But, in fact, the FBI do a great job as far as eliciting information after they’re Mirandizing them, and so they can get information as part of that type of negotiation with them, let them know they can in fact languish forever, or we can in fact have a dialogue about it intelligently.
– John Brennan, describing the way the FBI gets suspects to talk after Mirandizing them
Here’s something you may not know: Umar Farouk Abdulmutallab, the first UndieBomber, is appealing his conviction and sentence.
He’s doing so on several grounds, including that his confession made during public safety questioning while on fentanyl should not have been admissible at trial. But the most interesting issue — and the one that takes up the bulk of his appeal — argues Abdulmutallab was not competent to represent himself. (His appeal, as well as the government response and his reply only recently got unsealed by the Circuit Court.)
As the appeal notes, back in August 2011, after he had been in custody almost 20 months, his standby counsel Anthony Chambers submitted a motion requesting a competency hearing, one the judge rejected.
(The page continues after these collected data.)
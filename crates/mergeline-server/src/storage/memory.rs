#![allow(clippy::disallowed_types, reason = "Synchronous in-memory operations only")]

//! In-memory collaborators for tests, simulation, and single-process runs.

use std::{
    collections::HashMap,
    sync::{Arc, Mutex},
};

use mergeline_proto::{DocumentId, Operation, SequencedOperation, Snapshot};
use tokio::sync::broadcast;

use super::{
    CHANNEL_CAPACITY, DurableLog, LogError, LogSequencer, PubSub, SnapshotStore, StorageError,
    Subscription, TransportError,
};

/// In-memory durable log.
///
/// Entries are kept per document in assignment order, so `entries[i]` has
/// sequence number `i + 1`. Appends assign and emit under one lock, which
/// keeps the output stream in sequence order per document.
#[derive(Clone)]
pub struct MemoryLog {
    inner: Arc<Mutex<MemoryLogInner>>,
    output: broadcast::Sender<SequencedOperation>,
}

struct MemoryLogInner {
    entries: HashMap<DocumentId, Vec<SequencedOperation>>,
    sequencer: LogSequencer,
}

impl MemoryLog {
    /// Create an empty log.
    pub fn new() -> Self {
        let (output, _) = broadcast::channel(CHANNEL_CAPACITY);
        Self {
            inner: Arc::new(Mutex::new(MemoryLogInner {
                entries: HashMap::new(),
                sequencer: LogSequencer::new(),
            })),
            output,
        }
    }

    /// Number of documents with entries.
    ///
    /// # Panics
    ///
    /// Panics if the internal mutex is poisoned.
    #[allow(clippy::expect_used)]
    pub fn document_count(&self) -> usize {
        self.inner.lock().expect("Mutex poisoned").entries.len()
    }

    /// Total entries across all documents.
    ///
    /// # Panics
    ///
    /// Panics if the internal mutex is poisoned.
    #[allow(clippy::expect_used)]
    pub fn total_entries(&self) -> usize {
        self.inner.lock().expect("Mutex poisoned").entries.values().map(Vec::len).sum()
    }
}

impl Default for MemoryLog {
    fn default() -> Self {
        Self::new()
    }
}

impl DurableLog for MemoryLog {
    /// # Panics
    ///
    /// Panics if the internal mutex is poisoned.
    #[allow(clippy::expect_used)]
    fn append(&self, document_id: &DocumentId, operation: Operation) -> Result<(), LogError> {
        let mut guard = self.inner.lock().expect("Mutex poisoned");
        let inner = &mut *guard;

        let stored = inner.entries.get(document_id).map_or(0, Vec::len) as u64;
        let sequence_number = inner.sequencer.next(document_id, || Ok(stored))?;

        if sequence_number != stored + 1 {
            inner.sequencer.clear(document_id);
            return Err(LogError::Conflict {
                document_id: document_id.to_string(),
                expected: sequence_number,
                found: stored + 1,
            });
        }

        let sequenced = SequencedOperation::new(sequence_number, operation);
        inner.entries.entry(document_id.clone()).or_default().push(sequenced.clone());

        // No receivers is fine: nothing is consuming the log yet.
        let _ = self.output.send(sequenced);

        Ok(())
    }

    /// # Panics
    ///
    /// Panics if the internal mutex is poisoned.
    #[allow(clippy::expect_used)]
    fn read_from(
        &self,
        document_id: &DocumentId,
        since: u64,
    ) -> Result<Vec<SequencedOperation>, LogError> {
        let inner = self.inner.lock().expect("Mutex poisoned");

        let Some(entries) = inner.entries.get(document_id) else {
            return Ok(Vec::new());
        };

        let start = (since as usize).min(entries.len());
        Ok(entries[start..].to_vec())
    }

    /// # Panics
    ///
    /// Panics if the internal mutex is poisoned.
    #[allow(clippy::expect_used)]
    fn latest_sequence(&self, document_id: &DocumentId) -> Result<u64, LogError> {
        let inner = self.inner.lock().expect("Mutex poisoned");
        Ok(inner.entries.get(document_id).map_or(0, Vec::len) as u64)
    }

    fn subscribe_output(&self) -> Subscription {
        Subscription::new(self.output.subscribe())
    }
}

/// In-memory snapshot store.
#[derive(Clone, Default)]
pub struct MemorySnapshotStore {
    inner: Arc<Mutex<HashMap<DocumentId, Snapshot>>>,
}

impl MemorySnapshotStore {
    /// Create an empty store.
    pub fn new() -> Self {
        Self::default()
    }
}

impl SnapshotStore for MemorySnapshotStore {
    /// # Panics
    ///
    /// Panics if the internal mutex is poisoned.
    #[allow(clippy::expect_used)]
    fn get(&self, document_id: &DocumentId) -> Result<Snapshot, StorageError> {
        self.inner
            .lock()
            .expect("Mutex poisoned")
            .get(document_id)
            .cloned()
            .ok_or_else(|| StorageError::NotFound(document_id.to_string()))
    }

    /// # Panics
    ///
    /// Panics if the internal mutex is poisoned.
    #[allow(clippy::expect_used)]
    fn put(&self, document_id: &DocumentId, snapshot: &Snapshot) -> Result<(), StorageError> {
        self.inner.lock().expect("Mutex poisoned").insert(document_id.clone(), snapshot.clone());
        Ok(())
    }
}

/// In-process pub/sub with one broadcast channel per document.
///
/// Channels are created on first subscribe and pruned once their last
/// subscriber is gone.
#[derive(Clone, Default)]
pub struct MemoryPubSub {
    channels: Arc<Mutex<HashMap<DocumentId, broadcast::Sender<SequencedOperation>>>>,
}

impl MemoryPubSub {
    /// Create a pub/sub with no channels.
    pub fn new() -> Self {
        Self::default()
    }

    /// Live subscribers on a document's channel.
    ///
    /// # Panics
    ///
    /// Panics if the internal mutex is poisoned.
    #[allow(clippy::expect_used)]
    pub fn subscriber_count(&self, document_id: &DocumentId) -> usize {
        self.channels
            .lock()
            .expect("Mutex poisoned")
            .get(document_id)
            .map_or(0, broadcast::Sender::receiver_count)
    }
}

impl PubSub for MemoryPubSub {
    /// # Panics
    ///
    /// Panics if the internal mutex is poisoned.
    #[allow(clippy::expect_used)]
    fn subscribe(&self, document_id: &DocumentId) -> Result<Subscription, TransportError> {
        let mut channels = self.channels.lock().expect("Mutex poisoned");
        let sender = channels
            .entry(document_id.clone())
            .or_insert_with(|| broadcast::channel(CHANNEL_CAPACITY).0);
        Ok(Subscription::new(sender.subscribe()))
    }

    /// # Panics
    ///
    /// Panics if the internal mutex is poisoned.
    #[allow(clippy::expect_used)]
    fn publish(
        &self,
        document_id: &DocumentId,
        operation: SequencedOperation,
    ) -> Result<usize, TransportError> {
        let mut channels = self.channels.lock().expect("Mutex poisoned");

        let Some(sender) = channels.get(document_id) else {
            return Ok(0);
        };

        if let Ok(reached) = sender.send(operation) {
            Ok(reached)
        } else {
            channels.remove(document_id);
            Ok(0)
        }
    }

    /// # Panics
    ///
    /// Panics if the internal mutex is poisoned.
    #[allow(clippy::expect_used)]
    fn active_documents(&self) -> Result<Vec<DocumentId>, TransportError> {
        let mut channels = self.channels.lock().expect("Mutex poisoned");
        channels.retain(|_, sender| sender.receiver_count() > 0);
        Ok(channels.keys().cloned().collect())
    }
}

#[cfg(test)]
mod tests {
    use super::*;

    fn doc(name: &str) -> DocumentId {
        DocumentId::new(name).unwrap()
    }

    fn create_test_op(document: &str, client_seq: u64) -> Operation {
        Operation::new(doc(document), 1, client_seq, vec![client_seq as u8])
    }

    #[test]
    fn test_new_log_is_empty() {
        let log = MemoryLog::new();
        assert_eq!(log.document_count(), 0);
        assert_eq!(log.latest_sequence(&doc("a")).unwrap(), 0);
        assert!(log.read_from(&doc("a"), 0).unwrap().is_empty());
    }

    #[test]
    fn test_append_assigns_from_one() {
        let log = MemoryLog::new();
        for i in 0..5 {
            log.append(&doc("a"), create_test_op("a", i)).unwrap();
        }

        let entries = log.read_from(&doc("a"), 0).unwrap();
        let seqs: Vec<u64> = entries.iter().map(|e| e.sequence_number).collect();
        assert_eq!(seqs, vec![1, 2, 3, 4, 5]);
        assert_eq!(log.latest_sequence(&doc("a")).unwrap(), 5);
    }

    #[test]
    fn test_documents_sequence_independently() {
        let log = MemoryLog::new();
        log.append(&doc("a"), create_test_op("a", 0)).unwrap();
        log.append(&doc("b"), create_test_op("b", 0)).unwrap();
        log.append(&doc("a"), create_test_op("a", 1)).unwrap();

        assert_eq!(log.latest_sequence(&doc("a")).unwrap(), 2);
        assert_eq!(log.latest_sequence(&doc("b")).unwrap(), 1);
        assert_eq!(log.total_entries(), 3);
    }

    #[test]
    fn test_read_from_is_exclusive() {
        let log = MemoryLog::new();
        for i in 0..4 {
            log.append(&doc("a"), create_test_op("a", i)).unwrap();
        }

        let tail = log.read_from(&doc("a"), 2).unwrap();
        assert_eq!(tail.iter().map(|e| e.sequence_number).collect::<Vec<_>>(), vec![3, 4]);
        assert!(log.read_from(&doc("a"), 10).unwrap().is_empty());
    }

    #[tokio::test]
    async fn test_output_stream_emits_in_order() {
        let log = MemoryLog::new();
        let mut output = log.subscribe_output();

        log.append(&doc("a"), create_test_op("a", 0)).unwrap();
        log.append(&doc("a"), create_test_op("a", 1)).unwrap();

        assert_eq!(output.recv().await.unwrap().sequence_number, 1);
        assert_eq!(output.recv().await.unwrap().sequence_number, 2);
    }

    #[test]
    fn test_snapshot_not_found() {
        let store = MemorySnapshotStore::new();
        assert_eq!(store.get(&doc("a")), Err(StorageError::NotFound("a".to_string())));

        store.put(&doc("a"), &Snapshot::new(3, b"abc".to_vec())).unwrap();
        assert_eq!(store.get(&doc("a")).unwrap().sequence_number, 3);
    }

    #[tokio::test]
    async fn test_pubsub_reaches_subscribers() {
        let pubsub = MemoryPubSub::new();
        let mut first = pubsub.subscribe(&doc("a")).unwrap();
        let mut second = pubsub.subscribe(&doc("a")).unwrap();
        assert_eq!(pubsub.subscriber_count(&doc("a")), 2);

        let op = SequencedOperation::new(1, create_test_op("a", 0));
        assert_eq!(pubsub.publish(&doc("a"), op.clone()).unwrap(), 2);

        assert_eq!(first.recv().await.unwrap(), op);
        assert_eq!(second.recv().await.unwrap(), op);
    }

    #[test]
    fn test_pubsub_prunes_released_channels() {
        let pubsub = MemoryPubSub::new();
        let subscription = pubsub.subscribe(&doc("a")).unwrap();
        drop(subscription);

        assert_eq!(pubsub.subscriber_count(&doc("a")), 0);

        let op = SequencedOperation::new(1, create_test_op("a", 0));
        assert_eq!(pubsub.publish(&doc("a"), op).unwrap(), 0);
        assert_eq!(pubsub.publish(&doc("b"), SequencedOperation::new(1, create_test_op("b", 0))).unwrap(), 0);
    }

    #[test]
    fn test_active_documents_tracks_live_subscribers() {
        let pubsub = MemoryPubSub::new();
        let _a = pubsub.subscribe(&doc("a")).unwrap();
        let b = pubsub.subscribe(&doc("b")).unwrap();
        drop(b);

        assert_eq!(pubsub.active_documents().unwrap(), vec![doc("a")]);
    }
}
His standby counsel filed a motion requesting a competency hearing, noting that Abdulmutallab suffered “mental lapses,” engaged in “bizarre behaviors,” and sometimes seemed interested in presenting a defense while at other times he seemed indifferent to his defense. Abdulmutallab also demonstrated indifference toward his defense in front of the district court. The district court denied the motion for a competency examination based largely on Abdulmutallab’s own equivocal and rambling profession of competency. The failure to hold the competency examination cannot be cured after the fact and requires a new trial so that a “concurrent determination” of competency can be made. Abdulmutallab’s guilty plea did not waive the competency issue because a person whose competence is in doubt cannot knowingly, voluntarily, and intelligently waive a right or plead guilty.
The appeal cites consistent difficulties Abdulmutallab and attorneys tied to his case had with the Milan Correctional Facility, where he was being held in solitary confinement with communication restrictions. At almost every status hearing (save the one where he fired his court appointed lawyers), Abdulmutallab complained about the communication restrictions placed on him at Milan. (“Milan” is pronounced My-lin.)
At a status conference on April 13, 2010, his attorney’s reported that security restrictions at Federal Correctional Institute Milan (“Milan”) had severely limited their ability to meet with him to review discovery and other matters. He was held in solitary confinement under constant 24-hour manned observation.